First juvenile detention facility in the U.S. is certified PREA compliant

Allison Hastings Former Project Director
Apr 04, 2014

It’s been more than ten years since Congress passed the Prison Rape Elimination Act (PREA), and in February, the Southwest Idaho Juvenile Detention Center became the first juvenile facility—and one of the first correctional facilities of any kind—to be certified as PREA compliant. On April 17, Vera will deliver a webinar on the Southwest Idaho Juvenile Detention Center’s audit experience. The webinar will feature PREA Resource Center Co-Director (and Vera alum) Michela Bowman and Southwest Idaho Juvenile Detention Center Director Steve Jett.

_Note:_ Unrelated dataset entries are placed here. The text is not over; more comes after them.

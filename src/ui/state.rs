//! State container for the terminal front-end.
//!
//! [`App`] owns a [`DataGrid`], wires its callbacks to a request queue, and
//! applies the queued requests (open a record, delete it, refresh, accept)
//! after every dispatched event.

use std::cell::RefCell;
use std::collections::VecDeque;
use std::fs;
use std::path::{Path, PathBuf};
use std::rc::Rc;
use std::sync::mpsc::{self, Receiver, TryRecvError};
use std::sync::Arc;
use std::thread;

use ratatui::widgets::TableState;
use serde_json::json;
use throbber_widgets_tui::ThrobberState;

use super::input::SearchInput;
use crate::context::AppContext;
use crate::grid::{DataGrid, ExportFormat, GridError, GridEvent, GridHandlers};
use crate::theme::Theme;
use crate::types::Record;

/// Produces the record set, on a background thread.
pub type Loader = Arc<dyn Fn() -> Result<Vec<Record>, GridError> + Send + Sync>;

/// How the interactive session ended.
#[derive(Debug, Clone, PartialEq)]
pub struct GridOutcome {
	pub accepted: bool,
	pub query: String,
	/// The row that was clicked to accept, if any.
	pub row: Option<Record>,
	pub selected: Vec<Record>,
}

#[derive(Debug)]
pub(crate) enum UiRequest {
	Accept(Record),
	View(Record),
	Delete(Record),
	Refresh,
	Searched(String),
	SelectionChanged(usize),
}

#[derive(Debug, Clone, Copy, PartialEq, Eq)]
enum LoadKind {
	Initial,
	Refresh,
}

type RequestQueue = Rc<RefCell<VecDeque<UiRequest>>>;

pub struct App<'ctx> {
	pub(crate) grid: DataGrid,
	pub(crate) search_input: SearchInput<'ctx>,
	pub(crate) table_state: TableState,
	pub(crate) context: &'ctx mut AppContext,
	pub(crate) theme: Theme,
	pub(crate) throbber_state: ThrobberState,
	pub(crate) focused_column: usize,
	pub(crate) detail: Option<Record>,
	pub(crate) status: Option<String>,
	requests: RequestQueue,
	loader: Option<Loader>,
	pending_load: Option<(LoadKind, Receiver<Result<Vec<Record>, GridError>>)>,
	export_dir: Option<PathBuf>,
}

impl<'ctx> App<'ctx> {
	/// Wrap `grid` for interactive use. The grid's callbacks are replaced by
	/// the UI's own handlers.
	pub fn new(grid: DataGrid, context: &'ctx mut AppContext) -> Self {
		let mut table_state = TableState::default();
		table_state.select(Some(0));
		let theme = context.theme();
		let mut search_input = SearchInput::new(grid.filter());
		search_input.set_style(theme.prompt_style());

		let mut app = Self {
			grid,
			search_input,
			table_state,
			context,
			theme,
			throbber_state: ThrobberState::default(),
			focused_column: 0,
			detail: None,
			status: None,
			requests: Rc::new(RefCell::new(VecDeque::new())),
			loader: None,
			pending_load: None,
			export_dir: None,
		};
		app.install_handlers();
		app
	}

	/// Enable background loading and the refresh action.
	#[must_use]
	pub fn with_loader(mut self, loader: Loader) -> Self {
		self.loader = Some(loader);
		self.install_handlers();
		self
	}

	/// Directory that receives exports triggered from the UI.
	#[must_use]
	pub fn with_export_dir(mut self, dir: impl Into<PathBuf>) -> Self {
		self.export_dir = Some(dir.into());
		self
	}

	#[must_use]
	pub fn grid(&self) -> &DataGrid {
		&self.grid
	}

	#[must_use]
	pub fn status(&self) -> Option<&str> {
		self.status.as_deref()
	}

	#[must_use]
	pub fn detail(&self) -> Option<&Record> {
		self.detail.as_ref()
	}

	/// Row under the cursor, relative to the current page.
	#[must_use]
	pub fn cursor(&self) -> usize {
		self.table_state.selected().unwrap_or(0)
	}

	/// Start the first load, showing the loading skeleton until it arrives.
	pub fn start_initial_load(&mut self) {
		self.spawn_load(LoadKind::Initial);
	}

	#[must_use]
	pub fn is_loading(&self) -> bool {
		self.pending_load.is_some()
	}

	fn install_handlers(&mut self) {
		let handlers = GridHandlers::new()
			.on_row_click(enqueue(&self.requests, |record| {
				UiRequest::Accept(record.clone())
			}))
			.on_view(enqueue(&self.requests, |record| UiRequest::View(record.clone())))
			.on_delete(enqueue(&self.requests, |record| {
				UiRequest::Delete(record.clone())
			}))
			.on_search({
				let requests = Rc::clone(&self.requests);
				move |text: &str| {
					requests
						.borrow_mut()
						.push_back(UiRequest::Searched(text.to_string()));
				}
			})
			.on_selection_change({
				let requests = Rc::clone(&self.requests);
				move |records: &[&Record]| {
					requests
						.borrow_mut()
						.push_back(UiRequest::SelectionChanged(records.len()));
				}
			});

		let handlers = if self.loader.is_some() {
			let requests = Rc::clone(&self.requests);
			handlers.on_refresh(move || requests.borrow_mut().push_back(UiRequest::Refresh))
		} else {
			handlers
		};
		self.grid.set_handlers(handlers);
	}

	/// Forward an event to the grid and record the interaction.
	pub(crate) fn dispatch(&mut self, event: GridEvent) -> bool {
		let label = match &event {
			GridEvent::ToggleSort(_) => Some("sort_change"),
			GridEvent::FirstPage
			| GridEvent::PreviousPage
			| GridEvent::NextPage
			| GridEvent::LastPage
			| GridEvent::GotoPage(_) => Some("page_change"),
			_ => None,
		};

		let handled = self.grid.dispatch(event);
		if handled && let Some(label) = label {
			let data = json!({
				"page": self.grid.page_index() + 1,
				"sort": self.grid.sort().map(ToString::to_string),
			});
			self.context.event_log().track_event(label, Some(data));
		}
		handled
	}

	/// Apply queued callback requests. Returns an outcome when a row was accepted.
	pub(crate) fn process_requests(&mut self) -> Option<GridOutcome> {
		let mut outcome = None;
		loop {
			let Some(request) = self.requests.borrow_mut().pop_front() else {
				break;
			};
			match request {
				UiRequest::Accept(record) => {
					self.context.event_log().track_event("row_click", None);
					outcome = Some(self.outcome(true, Some(record)));
				}
				UiRequest::View(record) => {
					self.context.event_log().track_event("view_record", None);
					self.detail = Some(record);
				}
				UiRequest::Delete(record) => self.delete_record(&record),
				UiRequest::Refresh => self.spawn_load(LoadKind::Refresh),
				UiRequest::Searched(text) => {
					self.context
						.event_log()
						.debug("Search changed", Some(json!({ "query": text })));
				}
				UiRequest::SelectionChanged(count) => {
					self.context
						.event_log()
						.track_event("selection_change", Some(json!({ "selected": count })));
				}
			}
		}
		self.ensure_cursor();
		outcome
	}

	pub(crate) fn outcome(&self, accepted: bool, row: Option<Record>) -> GridOutcome {
		GridOutcome {
			accepted,
			query: self.search_input.text().to_string(),
			row,
			selected: self
				.grid
				.selected_records()
				.into_iter()
				.cloned()
				.collect(),
		}
	}

	/// Keep the cursor on a row of the current page.
	pub(crate) fn ensure_cursor(&mut self) {
		let rows = self.grid.view().page_indices().len();
		if rows == 0 {
			self.table_state.select(None);
		} else {
			let cursor = self.table_state.selected().unwrap_or(0).min(rows - 1);
			self.table_state.select(Some(cursor));
		}
	}

	pub(crate) fn set_status(&mut self, message: impl Into<String>) {
		self.status = Some(message.into());
	}

	pub(crate) fn toggle_theme(&mut self) {
		self.context.toggle_theme();
		self.theme = self.context.theme();
		self.search_input.set_style(self.theme.prompt_style());
		let name = self.context.theme_preference().to_string();
		self.set_status(format!("Theme: {name}"));
	}

	/// Export the filtered rows as CSV into the export directory.
	pub(crate) fn export_csv(&mut self) {
		let Some(dir) = self.export_dir.clone() else {
			self.set_status("Export is unavailable: no export directory configured");
			return;
		};
		match write_export(&self.grid, &dir) {
			Ok((path, rows)) => {
				self.context.event_log().track_event(
					"export",
					Some(json!({ "rows": rows, "path": path.display().to_string() })),
				);
				self.set_status(format!("Exported {rows} rows to {}", path.display()));
			}
			Err(err) => {
				self.context
					.event_log()
					.error("Export failed", Some(json!({ "error": err.to_string() })));
				self.set_status(format!("Export failed: {err}"));
			}
		}
	}

	/// Drain a finished background load into the grid.
	pub fn pump_loads(&mut self) {
		let Some((kind, receiver)) = &self.pending_load else {
			return;
		};
		let kind = *kind;
		let result = match receiver.try_recv() {
			Ok(result) => result,
			Err(TryRecvError::Empty) => return,
			Err(TryRecvError::Disconnected) => Err(GridError::InvalidRecord {
				reason: "the loader stopped before producing records".into(),
			}),
		};

		self.pending_load = None;
		self.grid.set_loading(false);
		match result {
			Ok(records) => {
				let count = records.len();
				match kind {
					LoadKind::Initial => self.grid.replace_records(records),
					LoadKind::Refresh => self.grid.refresh_records(records),
				}
				self.context
					.event_log()
					.info("Records loaded", Some(json!({ "count": count })));
				if kind == LoadKind::Refresh {
					self.set_status(format!("Refreshed {count} records"));
				}
			}
			Err(err) => {
				self.context
					.event_log()
					.error("Loading records failed", Some(json!({ "error": err.to_string() })));
				self.set_status(format!("Loading failed: {err}"));
			}
		}
		self.process_requests();
	}

	fn spawn_load(&mut self, kind: LoadKind) {
		let Some(loader) = self.loader.clone() else {
			return;
		};
		if self.pending_load.is_some() {
			return;
		}

		let (sender, receiver) = mpsc::channel();
		let spawned = thread::Builder::new()
			.name("datagrid-loader".into())
			.spawn(move || {
				let _ = sender.send(loader());
			});
		match spawned {
			Ok(_) => {
				self.pending_load = Some((kind, receiver));
				self.grid.set_loading(true);
			}
			Err(err) => {
				log::error!("failed to spawn loader thread: {err}");
				self.set_status(format!("Loading failed: {err}"));
			}
		}
	}

	fn delete_record(&mut self, record: &Record) {
		let key = self.grid.config().key.key_of(record);
		let remaining: Vec<Record> = self
			.grid
			.records()
			.iter()
			.filter(|candidate| match &key {
				Some(key) => self.grid.config().key.key_of(candidate).as_ref() != Some(key),
				None => *candidate != record,
			})
			.cloned()
			.collect();

		self.context.event_log().track_event(
			"delete_record",
			Some(json!({ "key": key.as_ref().map(ToString::to_string) })),
		);
		self.grid.refresh_records(remaining);
		self.set_status(match key {
			Some(key) => format!("Deleted record {key}"),
			None => "Deleted record".to_string(),
		});
	}
}

fn enqueue(
	requests: &RequestQueue,
	request: impl Fn(&Record) -> UiRequest + 'static,
) -> impl FnMut(&Record) + 'static {
	let requests = Rc::clone(requests);
	move |record| requests.borrow_mut().push_back(request(record))
}

fn write_export(grid: &DataGrid, dir: &Path) -> Result<(PathBuf, usize), GridError> {
	let export = grid.export(ExportFormat::Csv)?;
	fs::create_dir_all(dir)?;
	let path = dir.join(&export.file_name);
	fs::write(&path, export.content)?;
	Ok((path, export.row_count))
}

Under PREA, correctional facilities must be audited at least every three years to be considered compliant with the PREA standards. A PREA audit entails extensive document review, facility tours, and interviews with staff and inmates. If an auditor determines that a facility is not in compliance with all of the standards, administrators have 180 days to take actions that will bring the facility into compliance. The standards require that one third of the facilities operated by an agency (or private organization operated on behalf of an agency) be audited each year. This includes adult prisons and jails, juvenile facilities, lockups, and community confinement facilities. In anticipation of the first PREA audit cycle beginning in August 2013, the PREA Resource Center (PRC) began training auditors in June 2013. PREA auditors must complete a 40-hour training course delivered by the PRC before becoming eligible for certification by the U.S. Department of Justice. Once certified, they can be hired by facilities to conduct audits.

By volunteering his 90-bed juvenile detention facility to be one of the first correctional facilities in the nation to be audited, Director Jett sent a clear message to corrections practitioners that PREA compliance is attainable. Featured recently on National Public Radio, he said that “The audit process is an audit of your culture. It’s not a policy audit.” While his facility was not in compliance with all 182 standards out of the gate, by the time he went through the audit and corrective action period, his facility had achieved full compliance. In the April 17th webinar, Director Jett will discuss how he worked with staff to embrace the goals of PREA and prepare for the audit, what the audit experience was like, and what actual steps he took during the corrective action period to achieve full compliance with the PREA standards. Vera is honored to showcase the good work that Director Jett and his colleagues have done to create a safer environment for the youth at the Southwest Idaho Juvenile Detention Center.